Beberapa cedera bahkan terjadi saat pemain menjalani tugas internasional. Hal ini semakin memperumit situasi karena klub tidak memiliki kendali penuh terhadap kondisi fisik pemain.
Masalah juga datang dari cedera jangka panjang yang dialami sejumlah pemain. Santiago Giménez, misalnya, harus melewatkan sebagian besar musim akibat operasi.
Ruben Loftus-Cheek mengalami nasib serupa setelah mengalami cedera serius. Benturan yang terjadi di lapangan berujung pada cedera yang membutuhkan waktu pemulihan panjang.
Jika dibandingkan dengan musim sebelumnya, jumlah cedera memang tidak berbeda jauh. Namun, kondisi ini menjadi lebih mengkhawatirkan karena terjadi tanpa tekanan jadwal Eropa.

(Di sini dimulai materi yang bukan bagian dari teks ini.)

//! Descriptor-driven encode and decode.

use super::descriptor::{Descriptor, Field, Primitive};
use super::value::{Record, Value};
use crate::error::{IgniteError, Result};
use crate::serialization::{
    read_string_object, read_uuid_object, write_string_object, write_uuid_object, DataInput,
    DataOutput, ObjectDataInput, ObjectDataOutput,
};

/// Decodes one value laid out as `descriptor`.
///
/// Fails with [`IgniteError::Protocol`] on truncated input or an impossible
/// array count. On failure nothing is returned and the input position is
/// unspecified.
pub fn decode(descriptor: &Descriptor, input: &mut ObjectDataInput<'_>) -> Result<Value> {
    decode_in(descriptor, input, &Record::new())
}

/// Encodes `value` laid out as `descriptor`, returning the number of bytes written.
///
/// Fails with [`IgniteError::Serialization`] if the value does not have the
/// shape the descriptor requires.
pub fn encode(descriptor: &Descriptor, value: &Value, output: &mut ObjectDataOutput) -> Result<usize> {
    let start = output.len();
    encode_in(descriptor, value, output, &Record::new())?;
    Ok(output.len() - start)
}

fn decode_in(descriptor: &Descriptor, input: &mut ObjectDataInput<'_>, context: &Record) -> Result<Value> {
    match descriptor {
        Descriptor::Primitive(p) => decode_primitive(*p, input),
        Descriptor::Struct(fields) => decode_struct(fields, input).map(Value::Record),
        Descriptor::StructArray(fields) => {
            let count = input.read_int()?;
            if count < 0 {
                return Err(IgniteError::Protocol(format!(
                    "negative array count: {}",
                    count
                )));
            }
            let count = count as usize;
            let element_size = fields
                .iter()
                .map(|f| f.descriptor().min_size())
                .sum::<usize>()
                .max(1);
            if count.saturating_mul(element_size) > input.remaining() {
                return Err(IgniteError::Protocol(format!(
                    "array count {} exceeds remaining {} bytes",
                    count,
                    input.remaining()
                )));
            }
            let mut elements = Vec::with_capacity(count);
            for _ in 0..count {
                elements.push(decode_struct(fields, input)?);
            }
            Ok(Value::Array(elements))
        }
        Descriptor::Conditional {
            predicate,
            then,
            otherwise,
        } => {
            let branch = if predicate(context) { then } else { otherwise };
            decode_in(branch, input, context)
        }
    }
}

fn decode_struct(fields: &[Field], input: &mut ObjectDataInput<'_>) -> Result<Record> {
    let mut record = Record::with_capacity(fields.len());
    for field in fields {
        let value = decode_in(field.descriptor(), input, &record)?;
        record.push(field.name(), value);
    }
    Ok(record)
}

fn decode_primitive(primitive: Primitive, input: &mut ObjectDataInput<'_>) -> Result<Value> {
    Ok(match primitive {
        Primitive::Byte => Value::Byte(input.read_byte()?),
        Primitive::UByte => Value::UByte(input.read_ubyte()?),
        Primitive::Short => Value::Short(input.read_short()?),
        Primitive::Int => Value::Int(input.read_int()?),
        Primitive::Long => Value::Long(input.read_long()?),
        Primitive::Float => Value::Float(input.read_float()?),
        Primitive::Double => Value::Double(input.read_double()?),
        Primitive::Bool => Value::Bool(input.read_bool()?),
        Primitive::Uuid => Value::Uuid(input.read_uuid()?),
        Primitive::String => Value::String(read_string_object(input)?),
        Primitive::UuidObject => Value::UuidObject(read_uuid_object(input)?),
    })
}

fn encode_in(
    descriptor: &Descriptor,
    value: &Value,
    output: &mut ObjectDataOutput,
    context: &Record,
) -> Result<()> {
    match descriptor {
        Descriptor::Primitive(p) => encode_primitive(*p, value, output),
        Descriptor::Struct(fields) => match value {
            Value::Record(record) => encode_struct(fields, record, output),
            other => Err(shape_mismatch("record", other)),
        },
        Descriptor::StructArray(fields) => match value {
            Value::Array(elements) => {
                output.write_int(elements.len() as i32)?;
                elements
                    .iter()
                    .try_for_each(|record| encode_struct(fields, record, output))
            }
            other => Err(shape_mismatch("array", other)),
        },
        Descriptor::Conditional {
            predicate,
            then,
            otherwise,
        } => {
            let branch = if predicate(context) { then } else { otherwise };
            encode_in(branch, value, output, context)
        }
    }
}

fn encode_struct(fields: &[Field], record: &Record, output: &mut ObjectDataOutput) -> Result<()> {
    for field in fields {
        let value = record.get(field.name()).ok_or_else(|| {
            IgniteError::Serialization(format!("missing field `{}`", field.name()))
        })?;
        encode_in(field.descriptor(), value, output, record)?;
    }
    Ok(())
}

fn encode_primitive(primitive: Primitive, value: &Value, output: &mut ObjectDataOutput) -> Result<()> {
    match (primitive, value) {
        (Primitive::Byte, Value::Byte(v)) => output.write_byte(*v),
        (Primitive::UByte, Value::UByte(v)) => output.write_ubyte(*v),
        (Primitive::Short, Value::Short(v)) => output.write_short(*v),
        (Primitive::Int, Value::Int(v)) => output.write_int(*v),
        (Primitive::Long, Value::Long(v)) => output.write_long(*v),
        (Primitive::Float, Value::Float(v)) => output.write_float(*v),
        (Primitive::Double, Value::Double(v)) => output.write_double(*v),
        (Primitive::Bool, Value::Bool(v)) => output.write_bool(*v),
        (Primitive::Uuid, Value::Uuid(v)) => output.write_uuid(v),
        (Primitive::String, Value::String(v)) => write_string_object(output, v.as_deref()),
        (Primitive::UuidObject, Value::UuidObject(v)) => write_uuid_object(output, v.as_ref()),
        (p, other) => Err(IgniteError::Serialization(format!(
            "expected {:?}, found {}",
            p,
            other.kind()
        ))),
    }
}

fn shape_mismatch(expected: &str, found: &Value) -> IgniteError {
    IgniteError::Serialization(format!("expected {}, found {}", expected, found.kind()))
}

#[cfg(test)]
mod tests {
    use super::*;
    use crate::wire::field;
    use uuid::Uuid;

    fn is_flagged(record: &Record) -> bool {
        matches!(record.get("flag"), Some(Value::Bool(true)))
    }

    fn tagged() -> Descriptor {
        Descriptor::structure(vec![
            field("flag", Descriptor::BOOL),
            field(
                "body",
                Descriptor::conditional(
                    is_flagged,
                    Descriptor::struct_array(vec![field("id", Descriptor::INT)]),
                    Descriptor::structure(vec![]),
                ),
            ),
        ])
    }

    fn roundtrip(descriptor: &Descriptor, value: &Value) -> Value {
        let mut out = ObjectDataOutput::new();
        let written = encode(descriptor, value, &mut out).unwrap();
        assert_eq!(written, out.len());
        let bytes = out.into_bytes();
        let mut input = ObjectDataInput::new(&bytes);
        let decoded = decode(descriptor, &mut input).unwrap();
        assert_eq!(input.remaining(), 0);
        decoded
    }

    #[test]
    fn test_struct_roundtrip() {
        let descriptor = Descriptor::structure(vec![
            field("a", Descriptor::INT),
            field("b", Descriptor::STRING),
            field("c", Descriptor::UUID_OBJECT),
            field("d", Descriptor::Primitive(Primitive::Uuid)),
        ]);
        let uuid = Uuid::new_v4();
        let value = Value::Record(
            Record::new()
                .with("a", 5)
                .with("b", Value::String(None))
                .with("c", Value::UuidObject(Some(uuid)))
                .with("d", Value::Uuid(uuid)),
        );
        assert_eq!(roundtrip(&descriptor, &value), value);
    }

    #[test]
    fn test_struct_array_roundtrip() {
        let descriptor = Descriptor::struct_array(vec![
            field("id", Descriptor::INT),
            field("name", Descriptor::STRING),
        ]);
        let value = Value::Array(vec![
            Record::new().with("id", 1).with("name", "one"),
            Record::new().with("id", 2).with("name", "two"),
        ]);
        assert_eq!(roundtrip(&descriptor, &value), value);
    }

    #[test]
    fn test_conditional_roundtrip_both_branches() {
        let descriptor = tagged();
        let taken = Value::Record(
            Record::new()
                .with("flag", true)
                .with("body", vec![Record::new().with("id", 9)]),
        );
        assert_eq!(roundtrip(&descriptor, &taken), taken);

        let skipped = Value::Record(Record::new().with("flag", false).with("body", Record::new()));
        assert_eq!(roundtrip(&descriptor, &skipped), skipped);
    }

    #[test]
    fn test_conditional_unselected_branch_not_read() {
        let descriptor = tagged();
        // flag = false, nothing else: the array branch would need 4 more bytes
        let bytes = [0u8];
        let mut input = ObjectDataInput::new(&bytes);
        let value = decode(&descriptor, &mut input).unwrap();
        let record = value.as_record().unwrap();
        assert_eq!(record.record("body").unwrap(), &Record::new());
    }

    #[test]
    fn test_decoder_is_reusable() {
        let descriptor = tagged();
        let bytes = [1u8, 1, 0, 0, 0, 3, 0, 0, 0];
        for _ in 0..2 {
            let mut input = ObjectDataInput::new(&bytes);
            let value = decode(&descriptor, &mut input).unwrap();
            let body = value.as_record().unwrap().array("body").unwrap();
            assert_eq!(body[0].int("id").unwrap(), 3);
        }
    }

    #[test]
    fn test_truncated_input_is_protocol_error() {
        let descriptor = Descriptor::structure(vec![
            field("a", Descriptor::INT),
            field("b", Descriptor::LONG),
        ]);
        let bytes = [1u8, 0, 0, 0, 2, 0];
        let mut input = ObjectDataInput::new(&bytes);
        assert!(matches!(
            decode(&descriptor, &mut input),
            Err(IgniteError::Protocol(_))
        ));
    }

    #[test]
    fn test_negative_count_is_protocol_error() {
        let descriptor = Descriptor::struct_array(vec![field("id", Descriptor::INT)]);
        let bytes = (-1i32).to_le_bytes();
        let mut input = ObjectDataInput::new(&bytes);
        let err = decode(&descriptor, &mut input).unwrap_err();
        assert!(err.to_string().contains("negative array count"));
    }

    #[test]
    fn test_count_past_buffer_is_protocol_error() {
        let descriptor = Descriptor::struct_array(vec![field("id", Descriptor::INT)]);
        let mut bytes = 3i32.to_le_bytes().to_vec();
        bytes.extend_from_slice(&[0; 8]);
        let mut input = ObjectDataInput::new(&bytes);
        assert!(matches!(
            decode(&descriptor, &mut input),
            Err(IgniteError::Protocol(_))
        ));
    }

    #[test]
    fn test_encode_missing_field() {
        let descriptor = Descriptor::structure(vec![field("a", Descriptor::INT)]);
        let mut out = ObjectDataOutput::new();
        let err = encode(&descriptor, &Value::Record(Record::new()), &mut out).unwrap_err();
        assert!(matches!(err, IgniteError::Serialization(_)));
    }

    #[test]
    fn test_encode_wrong_scalar_kind() {
        let descriptor = Descriptor::structure(vec![field("a", Descriptor::INT)]);
        let value = Value::Record(Record::new().with("a", 1i64));
        let mut out = ObjectDataOutput::new();
        assert!(matches!(
            encode(&descriptor, &value, &mut out),
            Err(IgniteError::Serialization(_))
        ));
    }
}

Situasi tersebut menjadi sinyal bahwa ada hal yang perlu dievaluasi secara menyeluruh. Mulai dari manajemen kebugaran hingga kedalaman skuad harus mendapat perhatian serius.
AC Milan kini dihadapkan pada kebutuhan untuk membangun tim yang lebih tahan terhadap tekanan fisik. Tanpa perbaikan di sektor ini, ambisi untuk bersaing di level tertinggi bisa kembali terhambat.